Playwright Jonathan Payne and ‘Poor Edward’


Playwright Jonathan Payne’s day job is as a social worker, supporting people with mental health issues who want to go back to college. Through his work he met an unlikely couple, D and A (names withheld for privacy). They were homeless and A struggled with schizophrenia.

“I am working on the fringes of society and relationships are a little bit different there than I imagine them. There were romances and friendships that didn’t really make sense to me. From my privileged lifestyle, me and my co-workers would look at people and wonder why they were together,” Payne recalled.
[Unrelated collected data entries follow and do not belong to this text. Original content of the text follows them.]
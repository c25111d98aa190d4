//! Command line argument parsing and the resulting configuration.
//!
//! This module provides CLI argument parsing using clap and converts the
//! parsed flags into an immutable [`Config`] that is passed by reference to
//! every later stage.

use crate::packager::{ArchiverKind, Resolution};
use clap::Parser;
use std::path::PathBuf;

/// Output directory used when `--outputdir` is not given.
pub const DEFAULT_OUTPUT_DIR: &str = "packager_output";

/// Packages a .widget project into per-resolution zip archives
#[derive(Parser, Debug)]
#[command(
    name = "widget-packager",
    version,
    about = "Packages a .widget project into per-resolution zip archives",
    long_about = "Packaging tool for TV widgets. Copies the widget to a temporary directory, \
then packages it once per supported resolution and puts the resulting zip files in \
<outputdir>/<size>/.

Hidden files are never packaged. When packaging for a size, directories named after \
the other supported sizes are removed, as are .js files named after them (so when \
packaging for 960x540 anything named 1920x1080.js is deleted).

Entries listed in the ignore file are removed from every package. Without \
--ignore-file, a file called .ignore in the widget root is used when present.",
    after_help = concat!(
        "Supported resolutions: 960x540 (max 2.5 MB), 1920x1080 (max 5 MB)\n\n",
        "Examples:\n",
        "  widget-packager Clock.widget\n",
        "  widget-packager -s 960x540 -o clock.widget Clock.widget\n",
        "  widget-packager -i packaging/ignore.txt -d dist ."
    )
)]
pub struct Args {
    /// Widget project directory (must end in .widget)
    #[arg(value_name = "WIDGETPATH", default_value = ".")]
    pub widget_path: PathBuf,

    /// Output more information
    #[arg(short, long)]
    pub verbose: bool,

    /// Package for a single resolution only
    ///
    /// Deletes directories and .js files named after the other resolutions.
    #[arg(short, long, value_name = "RES", value_parser = parse_resolution)]
    pub size: Option<Resolution>,

    /// Text file listing files to leave out, one per line
    ///
    /// Relative paths are resolved against the widget directory. Lines
    /// starting with # are comments. Entries may use * and ? wildcards.
    #[arg(short, long = "ignore-file", value_name = "FILE")]
    pub ignore_file: Option<PathBuf>,

    /// Output filename
    ///
    /// If not specified, widget.xml is parsed for the identifier and
    /// version and the filename is built from them.
    #[arg(short, long, value_name = "FILE")]
    pub outfile: Option<String>,

    /// Output directory; previous contents are deleted
    #[arg(
        short = 'd',
        long = "outputdir",
        value_name = "DIR",
        env = "WIDGET_PACKAGER_OUTPUT_DIR",
        default_value = DEFAULT_OUTPUT_DIR,
        value_parser = parse_output_dir
    )]
    pub output_dir: PathBuf,

    /// Archiver: the zip command, the built-in writer, or auto-detect
    #[arg(long, value_enum, default_value_t = ArchiverKind::Auto)]
    pub archiver: ArchiverKind,
}

impl Args {
    /// Parse command line arguments
    pub fn parse_args() -> Self {
        Self::parse()
    }
}

fn parse_resolution(value: &str) -> Result<Resolution, String> {
    value.parse()
}

/// Strips trailing path separators, keeping a bare root intact.
fn parse_output_dir(value: &str) -> Result<PathBuf, String> {
    let trimmed = value.trim_end_matches(['/', '\\']);
    if trimmed.is_empty() {
        if value.is_empty() {
            return Err("output directory cannot be empty".to_string());
        }
        return Ok(PathBuf::from(&value[..1]));
    }
    Ok(PathBuf::from(trimmed))
}

/// Configuration derived from command line arguments
///
/// Immutable once built.
#[derive(Debug, Clone, PartialEq, Eq)]
pub struct Config {
    /// Echo progress messages and let the zip tool print its own output
    pub verbose: bool,
    /// Single resolution to package, or all when `None`
    pub size: Option<Resolution>,
    /// Explicit ignore file; missing file is fatal when set
    pub ignore_file: Option<PathBuf>,
    /// Root directory for packaged archives
    pub output_dir: PathBuf,
    /// Explicit archive filename; skips manifest parsing when set
    pub outfile: Option<String>,
    /// Widget project directory
    pub project: PathBuf,
    /// Archiver selection
    pub archiver: ArchiverKind,
}

impl Default for Config {
    fn default() -> Self {
        Self {
            verbose: false,
            size: None,
            ignore_file: None,
            output_dir: PathBuf::from(DEFAULT_OUTPUT_DIR),
            outfile: None,
            project: PathBuf::from("."),
            archiver: ArchiverKind::Auto,
        }
    }
}

impl From<Args> for Config {
    fn from(args: Args) -> Self {
        Self {
            verbose: args.verbose,
            size: args.size,
            ignore_file: args.ignore_file,
            output_dir: args.output_dir,
            outfile: args.outfile,
            project: args.widget_path,
            archiver: args.archiver,
        }
    }
}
Payne asked D how her relationship with A worked. “Basically (A) didn’t talk to anyone. He was really quiet. And one day, unprofessionally of me, I asked, ‘what is up with you and A? How is this is a functioning thing?’ And (D) told me that the day before she was really sick with the flu and that A went to the drugstore and with the last of his money bought her medicine, brought it back to her and gave it to her … a lot of people in the community ignored her, but A gave her this attention. It made sense to me,” Payne said.

These unique people, combined with a NYU classroom exercise challenging writers to create a piece with no scene breaks and the film of a Czech fairy tale in which a root is treated as a baby, inspired his new play Poor Edward, part of Long Wharf Theatre’s Contemporary American Voices Festival.
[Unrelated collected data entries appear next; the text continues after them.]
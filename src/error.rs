//! Error types for widget packaging.
//!
//! Variants are grouped the way failures surface to the user: usage errors
//! caught while validating the project, manifest errors, and packaging
//! errors raised while a resolution is being built.

use std::path::{Path, PathBuf};
use thiserror::Error;

/// Result type alias for packager operations
pub type Result<T> = std::result::Result<T, PackagerError>;

/// Main error type for all packager operations
#[derive(Error, Debug)]
pub enum PackagerError {
    /// Project path does not carry the widget extension
    #[error("{} is not a widget directory", .path.display())]
    NotAWidget {
        /// Offending project path
        path: PathBuf,
    },

    /// Project has no `Contents/` directory
    #[error("Can't find Contents directory in {}", .path.display())]
    MissingContents {
        /// Project path
        path: PathBuf,
    },

    /// Project has no manifest file
    #[error("Can't find widget.xml file: {}", .path.display())]
    MissingManifest {
        /// Expected manifest location
        path: PathBuf,
    },

    /// An explicitly requested ignore file does not exist
    #[error("Can't find ignore file: {}", .path.display())]
    MissingIgnoreFile {
        /// Resolved ignore file path
        path: PathBuf,
    },

    /// Output directory is the project or one of its ancestors
    #[error(
        "Output directory {} contains the widget {}; refusing to delete it",
        .output.display(),
        .project.display()
    )]
    OutputContainsProject {
        /// Absolute output directory
        output: PathBuf,
        /// Absolute project root
        project: PathBuf,
    },

    /// Manifest is not well-formed XML
    #[error("Failed to parse {}: {source}", .path.display())]
    ManifestParse {
        /// Manifest path
        path: PathBuf,
        /// Underlying XML error
        source: roxmltree::Error,
    },

    /// Manifest root element is not `<metadata>`
    #[error("Unexpected root element <{found}> in {}, expected <metadata>", .path.display())]
    ManifestRoot {
        /// Manifest path
        path: PathBuf,
        /// Root element actually found
        found: String,
    },

    /// Manifest lacks a required field
    #[error("Can't find {field} in widget.xml file: {}", .path.display())]
    MissingManifestField {
        /// Field name (`identifier` or `version`)
        field: &'static str,
        /// Manifest path
        path: PathBuf,
    },

    /// Archiver reported failure
    #[error("Archive step failed: {command} - {reason}")]
    Archive {
        /// Command or archiver that failed
        command: String,
        /// Reason for the error
        reason: String,
    },

    /// Archiver reported success but produced nothing
    #[error("Archiver produced no file at {}", .path.display())]
    ArchiveMissing {
        /// Expected archive path
        path: PathBuf,
    },

    /// Filesystem operation failed, with context
    #[error("Failed {action} at {}: {source}", .path.display())]
    Fs {
        /// What was being attempted
        action: &'static str,
        /// Path involved
        path: PathBuf,
        /// Underlying IO error
        source: std::io::Error,
    },

    /// IO errors
    #[error("IO error: {0}")]
    Io(#[from] std::io::Error),

    /// Directory traversal errors
    #[error("Directory walk error: {0}")]
    WalkDir(#[from] walkdir::Error),

    /// Zip writer errors
    #[error("Zip error: {0}")]
    Zip(#[from] zip::result::ZipError),

    /// Path prefix stripping errors
    #[error("Path error: {0}")]
    StripPrefix(#[from] std::path::StripPrefixError),
}

/// Attach filesystem context to IO results.
pub trait ErrorExt<T> {
    /// Wrap an IO error with the action and path that produced it.
    fn fs_context(self, action: &'static str, path: &Path) -> Result<T>;
}

impl<T> ErrorExt<T> for std::io::Result<T> {
    fn fs_context(self, action: &'static str, path: &Path) -> Result<T> {
        self.map_err(|source| PackagerError::Fs {
            action,
            path: path.to_path_buf(),
            source,
        })
    }
}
As night descends around Opal and Eddie’s hovel, they grapple to find a way to forge a new life, Poor Edward tells a darkly theatrical story of intimacy and survival, and the seductive power of hope. “I am thinking of people on the fringes of society who don’t have access to things,” Payne said.

Payne’s inspiration as a writer are the works of August Wilson, and has drawn comparisons to Edward Albee, Samuel Beckett, and Bertholt Brecht. Heady company for a person who started their time in the theatre as an actor.
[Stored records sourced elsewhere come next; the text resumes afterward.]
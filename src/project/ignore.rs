//! Ignore-list parsing and matching.

use crate::error::{ErrorExt, Result};
use glob::{MatchOptions, Pattern};
use std::path::Path;

const MATCH_OPTIONS: MatchOptions = MatchOptions {
    case_sensitive: true,
    require_literal_separator: true,
    require_literal_leading_dot: false,
};

/// A single ignore-list entry.
#[derive(Debug, Clone)]
struct IgnoreEntry {
    /// Normalized relative path fragment, `/`-separated
    fragment: String,
    /// Compiled pattern, only for fragments with wildcard characters
    pattern: Option<Pattern>,
}

impl IgnoreEntry {
    fn new(raw: &str) -> Self {
        let fragment = normalize(raw);
        let pattern = fragment
            .contains(['*', '?'])
            .then(|| Pattern::new(&escape_brackets(&fragment)).ok())
            .flatten();
        Self { fragment, pattern }
    }

    fn matches(&self, relative: &str) -> bool {
        if self.fragment == relative {
            return true;
        }
        self.pattern
            .as_ref()
            .is_some_and(|p| p.matches_with(relative, MATCH_OPTIONS))
    }
}

/// Ordered list of path fragments excluded from every archive.
///
/// Fragments are relative to the project root. Plain fragments match one
/// exact path; fragments containing `*` or `?` are matched as glob patterns
/// that do not cross `/`. Brackets are always literal.
#[derive(Debug, Clone, Default)]
pub struct IgnoreList {
    entries: Vec<IgnoreEntry>,
}

impl IgnoreList {
    /// Creates an empty ignore list.
    pub fn new() -> Self {
        Self::default()
    }

    /// Appends a fragment. Blank fragments are dropped.
    pub fn push(&mut self, fragment: &str) {
        let entry = IgnoreEntry::new(fragment);
        if !entry.fragment.is_empty() {
            self.entries.push(entry);
        }
    }

    /// Appends every entry of an ignore file.
    ///
    /// Lines are trimmed; blank lines and lines starting with `#` are skipped.
    pub fn extend_from_file(&mut self, path: &Path) -> Result<()> {
        let content = std::fs::read_to_string(path).fs_context("reading ignore file", path)?;
        self.extend_from_str(&content);
        Ok(())
    }

    /// Appends every entry of ignore-file content.
    pub fn extend_from_str(&mut self, content: &str) {
        for line in content.lines() {
            let line = line.trim();
            if line.is_empty() || line.starts_with('#') {
                continue;
            }
            self.push(line);
        }
    }

    /// The normalized fragments, in insertion order.
    pub fn fragments(&self) -> impl Iterator<Item = &str> {
        self.entries.iter().map(|e| e.fragment.as_str())
    }

    /// Number of entries.
    pub fn len(&self) -> usize {
        self.entries.len()
    }

    /// Whether the list has no entries.
    pub fn is_empty(&self) -> bool {
        self.entries.is_empty()
    }

    /// Whether `relative` (a path relative to the project root) is ignored.
    pub fn matches(&self, relative: &Path) -> bool {
        if self.entries.is_empty() {
            return false;
        }
        let relative = to_slash(relative);
        self.entries.iter().any(|e| e.matches(&relative))
    }
}

/// Joins path components with `/` so matching is platform independent.
fn to_slash(path: &Path) -> String {
    path.components()
        .map(|c| c.as_os_str().to_string_lossy())
        .collect::<Vec<_>>()
        .join("/")
}

/// Makes `[` and `]` match themselves in a glob pattern.
fn escape_brackets(fragment: &str) -> String {
    let mut escaped = String::with_capacity(fragment.len());
    for c in fragment.chars() {
        match c {
            '[' => escaped.push_str("[[]"),
            ']' => escaped.push_str("[]]"),
            c => escaped.push(c),
        }
    }
    escaped
}

/// Strips `./` prefixes and trailing separators, and unifies separators.
fn normalize(raw: &str) -> String {
    let mut fragment = raw.trim().replace('\\', "/");
    while let Some(rest) = fragment.strip_prefix("./") {
        fragment = rest.to_string();
    }
    while fragment.len() > 1 && fragment.ends_with('/') {
        fragment.pop();
    }
    fragment
}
Payne grew up a quiet and shy kid, and struggled with depression. Auditioning for a play in high school – the musical Gypsy, as he recalls – opened him up and gave him a place for friends and self-expression. He embarked on a career as an actor, but had also been writing for a long time. Finally, he took up writing full time. Payne is currently starting his second year at Julliard and is hoping that he can write for both stage and screen. “I want to merge classic theatre with modern themes,” he said.